**The problem:** From the first line to the last, write out the records below exactly as they appear.

(Dataset entries)
━━━
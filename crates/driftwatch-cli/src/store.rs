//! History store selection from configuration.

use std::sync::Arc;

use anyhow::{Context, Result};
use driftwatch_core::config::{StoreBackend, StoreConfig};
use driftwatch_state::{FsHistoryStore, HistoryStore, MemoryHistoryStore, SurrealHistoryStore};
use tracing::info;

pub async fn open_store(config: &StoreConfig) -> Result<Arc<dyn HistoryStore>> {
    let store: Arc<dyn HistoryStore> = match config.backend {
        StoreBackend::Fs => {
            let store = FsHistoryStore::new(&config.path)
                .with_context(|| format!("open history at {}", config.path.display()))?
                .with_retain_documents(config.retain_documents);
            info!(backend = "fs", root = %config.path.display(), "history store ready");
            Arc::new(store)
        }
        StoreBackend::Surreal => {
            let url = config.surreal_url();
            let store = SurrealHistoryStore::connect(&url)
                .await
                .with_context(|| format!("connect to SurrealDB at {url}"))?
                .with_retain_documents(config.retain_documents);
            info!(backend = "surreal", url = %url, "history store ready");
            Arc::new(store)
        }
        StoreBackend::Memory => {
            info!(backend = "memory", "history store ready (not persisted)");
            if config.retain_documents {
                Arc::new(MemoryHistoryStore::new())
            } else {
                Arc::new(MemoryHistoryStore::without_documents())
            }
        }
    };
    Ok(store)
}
━━━
**Response to this task:**
filename crates/driftwatch-cli/src/store.rs
//! History store selection from configuration.

use std::sync::Arc;

use anyhow::{Context, Result};
use driftwatch_core::config::{StoreBackend, StoreConfig};
use driftwatch_state::{FsHistoryStore, HistoryStore, MemoryHistoryStore, SurrealHistoryStore};
use tracing::info;

pub async fn open_store(config: &StoreConfig) -> Result<Arc<dyn HistoryStore>> {
    let store: Arc<dyn HistoryStore> = match config.backend {
        StoreBackend::Fs => {
            let store = FsHistoryStore::new(&config.path)
                .with_context(|| format!("open history at {}", config.path.display()))?
                .with_retain_documents(config.retain_documents);
            info!(backend = "fs", root = %config.path.display(), "history store ready");
            Arc::new(store)
        }
        StoreBackend::Surreal => {
            let url = config.surreal_url();
            let store = SurrealHistoryStore::connect(&url)
                .await
                .with_context(|| format!("connect to SurrealDB at {url}"))?
                .with_retain_documents(config.retain_documents);
            info!(backend = "surreal", url = %url, "history store ready");
            Arc::new(store)
        }
        StoreBackend::Memory => {
            info!(backend = "memory", "history store ready (not persisted)");
            if config.retain_documents {
                Arc::new(MemoryHistoryStore::new())
            } else {
                Arc::new(MemoryHistoryStore::without_documents())
            }
        }
    };
    Ok(store)
}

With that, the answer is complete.